━━━━━ RECORDS FOR THE TASK
//! User field validation rules

use once_cell::sync::Lazy;
use regex::Regex;
use thiserror::Error;

/// Errors that can occur during user validation
#[derive(Debug, Error, Clone, PartialEq)]
pub enum UserValidationError {
    #[error(
        "Invalid username: must be at least 3 alphanumeric characters long - underscores(_), dots(.), and dashes(-) are allowed"
    )]
    InvalidUsername,

    #[error(
        "Invalid password: must consist of at least 8 alphanumeric characters including 1 special character"
    )]
    InvalidPassword,

    #[error("Invalid value for the \"first name\" provided")]
    InvalidFirstName,

    #[error("Invalid value for the \"last name\" provided")]
    InvalidLastName,

    #[error("Invalid telegram link provided")]
    InvalidTelegramLink,

    #[error("Invalid email provided")]
    InvalidEmail,

    #[error("User ID cannot be empty")]
    EmptyId,
}

const MIN_USERNAME_LENGTH: usize = 3;
const MAX_USERNAME_LENGTH: usize = 32;
const MIN_PASSWORD_LENGTH: usize = 8;
const MAX_PASSWORD_LENGTH: usize = 50;
const MAX_NAME_LENGTH: usize = 100;
const MIN_TELEGRAM_LINK_LENGTH: usize = 18;
const MAX_TELEGRAM_LINK_LENGTH: usize = 45;
const MIN_EMAIL_LENGTH: usize = 5;
const MAX_EMAIL_LENGTH: usize = 70;

/// Required prefix of a telegram link, up to and including the last slash
pub const TELEGRAM_LINK_PREFIX: &str = "https://t.me/";

/// Symbols of which a password must contain at least one
pub const PASSWORD_SYMBOLS: &[char] = &['!', '@', '#', '$', '%', '^', '&', '*', '.'];

static USERNAME_PATTERN: Lazy<Regex> =
    Lazy::new(|| Regex::new(r"^[\p{Latin}\p{Nd}_.-]*$").unwrap());

static TELEGRAM_ID_PATTERN: Lazy<Regex> =
    Lazy::new(|| Regex::new(r"^[\p{Latin}\p{Nd}_]*$").unwrap());

static EMAIL_PATTERN: Lazy<Regex> =
    Lazy::new(|| Regex::new(r"^[a-zA-Z0-9._%+-]+@[a-zA-Z0-9-]+\.[a-zA-Z]{2,}$").unwrap());

/// Character count of the value with surrounding whitespace removed
fn trimmed_len(value: &str) -> usize {
    value.trim().chars().count()
}

/// Validate a username
///
/// Rules:
/// - 3 to 32 characters after trimming
/// - Only Latin letters, decimal digits, underscores, dots and dashes
pub fn validate_username(username: &str) -> Result<(), UserValidationError> {
    let len = trimmed_len(username);

    if !(MIN_USERNAME_LENGTH..=MAX_USERNAME_LENGTH).contains(&len)
        || !USERNAME_PATTERN.is_match(username)
    {
        return Err(UserValidationError::InvalidUsername);
    }

    Ok(())
}

/// Validate a password
///
/// Rules:
/// - 8 to 50 characters after trimming
/// - At least one ASCII letter
/// - At least one of `! @ # $ % ^ & * .`
pub fn validate_password(password: &str) -> Result<(), UserValidationError> {
    let len = trimmed_len(password);
    let has_letter = password.chars().any(|c| c.is_ascii_alphabetic());
    let has_symbol = password.chars().any(|c| PASSWORD_SYMBOLS.contains(&c));

    if !(MIN_PASSWORD_LENGTH..=MAX_PASSWORD_LENGTH).contains(&len) || !has_letter || !has_symbol {
        return Err(UserValidationError::InvalidPassword);
    }

    Ok(())
}

/// Validate a first name: non-blank, at most 100 characters
pub fn validate_first_name(value: &str) -> Result<(), UserValidationError> {
    let len = trimmed_len(value);

    if len == 0 || len > MAX_NAME_LENGTH {
        return Err(UserValidationError::InvalidFirstName);
    }

    Ok(())
}

/// Validate a last name: non-blank, at most 100 characters
pub fn validate_last_name(value: &str) -> Result<(), UserValidationError> {
    let len = trimmed_len(value);

    if len == 0 || len > MAX_NAME_LENGTH {
        return Err(UserValidationError::InvalidLastName);
    }

    Ok(())
}

/// Validate a telegram link
///
/// Everything up to the last `/` must be exactly `https://t.me/`; the
/// remainder may only hold Latin letters, digits and underscores.
pub fn validate_telegram_link(value: &str) -> Result<(), UserValidationError> {
    let len = trimmed_len(value);

    let (prefix, handle) = match value.rfind('/') {
        Some(idx) => value.split_at(idx + 1),
        None => ("", value),
    };

    if !(MIN_TELEGRAM_LINK_LENGTH..=MAX_TELEGRAM_LINK_LENGTH).contains(&len)
        || prefix != TELEGRAM_LINK_PREFIX
        || !TELEGRAM_ID_PATTERN.is_match(handle)
    {
        return Err(UserValidationError::InvalidTelegramLink);
    }

    Ok(())
}

/// Validate an email address of the `local@domain.tld` shape, 5 to 70 characters
pub fn validate_email(value: &str) -> Result<(), UserValidationError> {
    let len = trimmed_len(value);

    if !(MIN_EMAIL_LENGTH..=MAX_EMAIL_LENGTH).contains(&len) || !EMAIL_PATTERN.is_match(value) {
        return Err(UserValidationError::InvalidEmail);
    }

    Ok(())
}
━━━━━━━━━━
**WHAT IS NEEDED:** Write only the number of lines in the data where the string "unwrap" can be found.

**RESULT:** 3